» Records shown
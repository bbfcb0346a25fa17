//! Core data types for the Pomodoro widget.
//!
//! This module defines the data structures shared across components:
//! - Session phase (focus / break)
//! - Display snapshots handed to renderers
//! - Time formatting helpers

use serde::{Deserialize, Serialize};

// ============================================================================
// SessionPhase
// ============================================================================

/// The kind of interval the clock is counting down.
#[derive(Debug, Clone, Copy, Default, PartialEq, Eq, Hash, Serialize, Deserialize)]
#[serde(rename_all = "snake_case")]
pub enum SessionPhase {
    /// Work interval before a break
    #[default]
    Focus,
    /// Rest interval after a focus session
    Break,
}

impl SessionPhase {
    /// Returns the string representation of the phase.
    pub fn as_str(&self) -> &'static str {
        match self {
            SessionPhase::Focus => "focus",
            SessionPhase::Break => "break",
        }
    }

    /// Returns the label shown next to the clock.
    pub fn label(&self) -> &'static str {
        match self {
            SessionPhase::Focus => "Focus Time",
            SessionPhase::Break => "Break Time",
        }
    }

    /// Returns the phase that follows this one.
    pub fn next(&self) -> Self {
        match self {
            SessionPhase::Focus => SessionPhase::Break,
            SessionPhase::Break => SessionPhase::Focus,
        }
    }

    /// Returns true for the focus phase.
    pub fn is_focus(&self) -> bool {
        matches!(self, SessionPhase::Focus)
    }
}

// ============================================================================
// DisplaySnapshot
// ============================================================================

/// Display state emitted after every state change.
#[derive(Debug, Clone, Copy, PartialEq, Eq, Serialize, Deserialize)]
pub struct DisplaySnapshot {
    /// Seconds left in the current phase
    pub remaining_seconds: u32,
    /// Full length of the current phase in seconds
    pub total_seconds: u32,
    /// Current phase
    pub phase: SessionPhase,
    /// Completed focus sessions
    pub sessions_completed: u32,
    /// Whether the countdown is running
    pub running: bool,
}

impl DisplaySnapshot {
    /// Remaining time as `MM:SS`.
    pub fn clock_text(&self) -> String {
        format_clock(self.remaining_seconds)
    }

    /// Elapsed fraction of the current phase, in `[0.0, 1.0]`.
    pub fn progress(&self) -> f64 {
        if self.total_seconds == 0 {
            return 0.0;
        }
        let elapsed = self.total_seconds.saturating_sub(self.remaining_seconds);
        f64::from(elapsed) / f64::from(self.total_seconds)
    }

    /// Window/title line, e.g. `24:59 - Focus Time | 🍅 Pomodoro`.
    pub fn title(&self) -> String {
        format!("{} - {} | 🍅 Pomodoro", self.clock_text(), self.phase.label())
    }
}

/// Formats seconds as zero-padded `MM:SS`.
///
/// Minutes are not wrapped at 60, so 3600 seconds is `60:00`.
pub fn format_clock(total_seconds: u32) -> String {
    let (minutes, seconds) = split_minutes(total_seconds);
    format!("{:02}:{:02}", minutes, seconds)
}

/// Splits seconds into (minutes, seconds).
pub fn split_minutes(total_seconds: u32) -> (u32, u32) {
    (total_seconds / 60, total_seconds % 60)
}

// ============================================================================
// Tests
// ============================================================================
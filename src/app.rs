//! Entry-point glue: the interactive run loop and the one-shot commands.
//!
//! The run loop is a single `tokio::select!` over three sources: ticks from
//! the [`TokioTicker`], lines from stdin, and Ctrl-C. All of them drive the
//! one [`TimerController`] owned here, so no locking is needed.
//!
//! Stdin is read on a detached OS thread that forwards lines over a channel.
//! A blocking read cannot be cancelled, and the process must not wait for
//! one when it exits on Ctrl-C.

use std::io::{self, BufRead};
use std::ops::ControlFlow;
use std::path::Path;
use std::thread;

use anyhow::{Context, Result};
use tokio::sync::mpsc;
use tracing::{debug, info};

use crate::cli::{ConfigArgs, Display, InputCommand, TerminalRenderer};
use crate::controller::{Renderer, TimerController};
use crate::notification::{DesktopAlertSender, DesktopPermissionGate, NotificationDispatcher};
use crate::progress::ProgressCounter;
use crate::scheduler::{Scheduler, TokioTicker};
use crate::settings::{Settings, SettingsInput};
use crate::sound::{try_create_player, SoundPlayer};
use crate::storage::{JsonFileStore, PersistenceStore};

// ============================================================================
// run
// ============================================================================

/// Runs the interactive timer until `quit`, end of input, or Ctrl-C.
///
/// # Errors
///
/// Returns an error if stdin cannot be read.
pub async fn run(store_path: &Path, alerts_allowed: bool) -> Result<()> {
    let store = JsonFileStore::with_path(store_path);
    Display::show_welcome(&Settings::load_from(&store));

    let sound = try_create_player().map(|player| Box::new(player) as Box<dyn SoundPlayer>);
    let dispatcher = NotificationDispatcher::new(
        sound,
        Box::new(DesktopAlertSender::new()),
        Box::new(DesktopPermissionGate::new(alerts_allowed)),
    );

    let (tick_tx, mut tick_rx) = mpsc::unbounded_channel();
    let mut controller = TimerController::new(
        store,
        TerminalRenderer::new(),
        TokioTicker::new(tick_tx),
        dispatcher,
    );

    let mut lines = spawn_line_reader(io::stdin()).context("failed to start stdin reader")?;
    let ctrl_c = tokio::signal::ctrl_c();
    tokio::pin!(ctrl_c);

    loop {
        tokio::select! {
            Some(signal) = tick_rx.recv() => {
                controller.on_scheduled_tick(signal.generation);
            }
            line = lines.recv() => {
                let Some(line) = line else {
                    debug!("stdin closed");
                    break;
                };
                let line = line.context("failed to read from stdin")?;
                if handle_input(&mut controller, InputCommand::parse(&line)).is_break() {
                    break;
                }
            }
            _ = &mut ctrl_c => {
                debug!("Ctrl-C received");
                break;
            }
        }
    }

    Display::show_goodbye(&controller.progress());
    info!(
        "Exiting with {} completed sessions",
        controller.progress().sessions_completed()
    );
    Ok(())
}

/// Forwards lines from `input` into a channel from a detached thread.
///
/// The channel closes at end of input, after forwarding a read error, or
/// once the receiver is dropped.
///
/// # Errors
///
/// Returns an error if the thread cannot be spawned.
pub fn spawn_line_reader<R>(input: R) -> io::Result<mpsc::UnboundedReceiver<io::Result<String>>>
where
    R: io::Read + Send + 'static,
{
    let (tx, rx) = mpsc::unbounded_channel();
    thread::Builder::new()
        .name("stdin".to_string())
        .spawn(move || {
            for line in io::BufReader::new(input).lines() {
                let failed = line.is_err();
                if tx.send(line).is_err() || failed {
                    break;
                }
            }
        })?;
    Ok(rx)
}

/// Applies one interactive command to the controller.
///
/// Returns `ControlFlow::Break` when the user asked to quit.
pub fn handle_input<S, R, T>(
    controller: &mut TimerController<S, R, T>,
    command: InputCommand,
) -> ControlFlow<()>
where
    S: PersistenceStore,
    R: Renderer,
    T: Scheduler,
{
    match command {
        InputCommand::Toggle => controller.toggle(),
        InputCommand::Reset => controller.reset(),
        InputCommand::Set {
            focus,
            break_time,
            sound,
        } => {
            let sound_enabled = sound.unwrap_or(controller.settings().sound_enabled);
            let applied = controller.save_settings(&SettingsInput::from_text(
                &focus,
                &break_time,
                sound_enabled,
            ));
            Display::show_settings_saved(&applied);
        }
        InputCommand::ShowSettings => Display::show_settings(&controller.settings()),
        InputCommand::Help => Display::show_help(),
        InputCommand::Quit => return ControlFlow::Break(()),
        InputCommand::Unknown(input) => Display::show_unknown(&input),
    }
    ControlFlow::Continue(())
}

// ============================================================================
// status / config
// ============================================================================

/// Prints persisted settings and progress.
pub fn status(store_path: &Path) {
    let store = JsonFileStore::with_path(store_path);
    let settings = Settings::load_from(&store);
    let progress = ProgressCounter::load_from(&store);
    Display::show_status(&settings, &progress, store.path());
}

/// Updates persisted settings from command-line options.
///
/// With no options the current settings are printed unchanged.
///
/// # Errors
///
/// Returns an error if the settings cannot be written.
pub fn configure(store_path: &Path, args: &ConfigArgs) -> Result<Settings> {
    let mut store = JsonFileStore::with_path(store_path);
    let mut settings = Settings::load_from(&store);

    if args.is_empty() {
        Display::show_settings(&settings);
        return Ok(settings);
    }

    settings.update(&args.to_input(&settings));
    settings
        .save_to(&mut store)
        .with_context(|| format!("failed to save settings to {}", store.path().display()))?;

    info!("Settings saved to {}", store.path().display());
    Display::show_settings_saved(&settings);
    Ok(settings)
}

// ============================================================================
// Tests
// ============================================================================
//! Timer orchestration.
//!
//! [`TimerController`] owns the clock, settings, progress counter, store,
//! scheduler, dispatcher and renderer, and exposes the four commands an
//! adapter drives: `toggle`, `reset`, `on_tick` and `save_settings`. Every
//! command renders a fresh snapshot before returning.
//!
//! # Completion protocol
//!
//! When a tick expires the clock:
//!
//! 1. the ticker is cancelled
//! 2. a finished Focus phase is credited (checked before the phase flips)
//! 3. the clock switches phase, idle and full
//! 4. the dispatcher plays the cue and shows the alert
//! 5. progress is persisted with the completion time

use chrono::Utc;
use tracing::{debug, info, warn};

use crate::clock::{SessionClock, TickOutcome};
use crate::notification::NotificationDispatcher;
use crate::progress::ProgressCounter;
use crate::scheduler::{Scheduler, TickGeneration};
use crate::settings::{Settings, SettingsInput};
use crate::storage::PersistenceStore;
use crate::types::{DisplaySnapshot, SessionPhase};

// ============================================================================
// Renderer
// ============================================================================

/// Receives a snapshot after every state change.
pub trait Renderer {
    fn render(&mut self, snapshot: &DisplaySnapshot);
}

/// Renderer that keeps every frame (for tests and headless runs).
#[derive(Debug, Default, Clone)]
pub struct RecordingRenderer {
    frames: Vec<DisplaySnapshot>,
}

impl RecordingRenderer {
    #[must_use]
    pub fn new() -> Self {
        Self::default()
    }

    #[must_use]
    pub fn frames(&self) -> &[DisplaySnapshot] {
        &self.frames
    }

    #[must_use]
    pub fn last(&self) -> Option<&DisplaySnapshot> {
        self.frames.last()
    }

    #[must_use]
    pub fn frame_count(&self) -> usize {
        self.frames.len()
    }
}

impl Renderer for RecordingRenderer {
    fn render(&mut self, snapshot: &DisplaySnapshot) {
        self.frames.push(*snapshot);
    }
}

// ============================================================================
// TimerController
// ============================================================================

/// Drives one Pomodoro timer.
pub struct TimerController<S, R, T> {
    store: S,
    renderer: R,
    scheduler: T,
    dispatcher: NotificationDispatcher,
    settings: Settings,
    progress: ProgressCounter,
    clock: SessionClock,
}

impl<S, R, T> TimerController<S, R, T>
where
    S: PersistenceStore,
    R: Renderer,
    T: Scheduler,
{
    /// Loads persisted state, resolves alert permission and renders the
    /// initial idle Focus phase.
    pub fn new(store: S, renderer: R, scheduler: T, dispatcher: NotificationDispatcher) -> Self {
        let settings = Settings::load_from(&store);
        let progress = ProgressCounter::load_from(&store);
        let clock = SessionClock::new(&settings);

        dispatcher.prepare();
        debug!(
            "Controller ready: focus {}m, break {}m, sound {}, {} sessions",
            settings.focus_minutes,
            settings.break_minutes,
            settings.sound_enabled,
            progress.sessions_completed()
        );

        let mut controller = Self {
            store,
            renderer,
            scheduler,
            dispatcher,
            settings,
            progress,
            clock,
        };
        controller.render();
        controller
    }

    // ------------------------------------------------------------------------
    // Commands
    // ------------------------------------------------------------------------

    /// Pauses a running clock, otherwise starts it.
    pub fn toggle(&mut self) {
        if self.clock.is_running() {
            self.scheduler.cancel();
            self.clock.pause();
        } else {
            self.start();
        }
        self.render();
    }

    /// Stops the clock and refills the current phase.
    pub fn reset(&mut self) {
        self.scheduler.cancel();
        self.clock.reset(&self.settings);
        self.render();
    }

    /// Advances the clock by one second.
    ///
    /// Ignored unless the clock is running. The tick that reaches zero runs
    /// the completion protocol.
    pub fn on_tick(&mut self) -> TickOutcome {
        let outcome = self.clock.tick();
        match outcome {
            TickOutcome::Ignored => return outcome,
            TickOutcome::Counted { .. } => {}
            TickOutcome::Expired => self.complete_phase(),
        }
        self.render();
        outcome
    }

    /// Advances the clock for a tick produced by `generation`.
    ///
    /// Ticks from a cancelled or superseded generation are dropped.
    pub fn on_scheduled_tick(&mut self, generation: TickGeneration) -> TickOutcome {
        if !self.scheduler.is_active() || generation != self.scheduler.generation() {
            debug!(
                "Dropping stale tick (generation {}, current {})",
                generation,
                self.scheduler.generation()
            );
            return TickOutcome::Ignored;
        }
        self.on_tick()
    }

    /// Applies new settings, clamped, and returns what was applied.
    ///
    /// The settings are persisted; a failed write is logged and the new
    /// values still take effect. An idle clock picks up the new duration
    /// immediately; a running clock keeps its countdown until the next reset
    /// or phase change.
    pub fn save_settings(&mut self, input: &SettingsInput) -> Settings {
        self.settings.update(input);

        if let Err(e) = self.settings.save_to(&mut self.store) {
            warn!("Failed to save settings: {} ({})", e, e.suggestion());
        }
        if self.clock.reload(&self.settings) {
            debug!("Idle clock reloaded to {}s", self.clock.total_seconds());
        }

        info!(
            "Settings saved: focus {}m, break {}m, sound {}",
            self.settings.focus_minutes,
            self.settings.break_minutes,
            if self.settings.sound_enabled { "on" } else { "off" }
        );
        self.render();
        self.settings
    }

    // ------------------------------------------------------------------------
    // Accessors
    // ------------------------------------------------------------------------

    pub fn settings(&self) -> Settings {
        self.settings
    }

    pub fn progress(&self) -> ProgressCounter {
        self.progress
    }

    pub fn clock(&self) -> &SessionClock {
        &self.clock
    }

    pub fn phase(&self) -> SessionPhase {
        self.clock.phase()
    }

    pub fn is_running(&self) -> bool {
        self.clock.is_running()
    }

    /// Current display snapshot.
    pub fn snapshot(&self) -> DisplaySnapshot {
        self.clock.snapshot(self.progress.sessions_completed())
    }

    pub fn store(&self) -> &S {
        &self.store
    }

    pub fn store_mut(&mut self) -> &mut S {
        &mut self.store
    }

    pub fn renderer(&self) -> &R {
        &self.renderer
    }

    pub fn scheduler(&self) -> &T {
        &self.scheduler
    }

    pub fn dispatcher(&self) -> &NotificationDispatcher {
        &self.dispatcher
    }

    // ------------------------------------------------------------------------
    // Internals
    // ------------------------------------------------------------------------

    fn start(&mut self) {
        if !self.clock.start() {
            return;
        }
        if self.scheduler.is_active() {
            return;
        }
        if let Err(e) = self.scheduler.start() {
            warn!("Could not schedule ticks: {} ({})", e, e.suggestion());
            self.clock.pause();
        }
    }

    fn complete_phase(&mut self) {
        self.scheduler.cancel();

        let ended = self.clock.phase();
        if ended.is_focus() {
            self.progress.increment();
        }
        let beginning = self.clock.complete_phase(&self.settings);

        self.dispatcher.on_phase_completed(
            ended,
            beginning,
            self.progress.sessions_completed(),
            &self.settings,
        );

        if let Err(e) = self.progress.save_to(&mut self.store, Utc::now()) {
            warn!("Failed to save progress: {} ({})", e, e.suggestion());
        }
        info!(
            "{} complete; {} sessions so far",
            ended.label(),
            self.progress.sessions_completed()
        );
    }

    fn render(&mut self) {
        let snapshot = self.snapshot();
        self.renderer.render(&snapshot);
    }
}

impl<S, R, T> std::fmt::Debug for TimerController<S, R, T> {
    fn fmt(&self, f: &mut std::fmt::Formatter<'_>) -> std::fmt::Result {
        f.debug_struct("TimerController")
            .field("settings", &self.settings)
            .field("progress", &self.progress)
            .field("clock", &self.clock)
            .finish_non_exhaustive()
    }
}

// ============================================================================
// Tests
// ============================================================================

» What you will do
The word to find is "interactive". Copy every line of the records that holds it.

» Problem solution
//! Entry-point glue: the interactive run loop and the one-shot commands.
/// Runs the interactive timer until `quit`, end of input, or Ctrl-C.
/// Applies one interactive command to the controller.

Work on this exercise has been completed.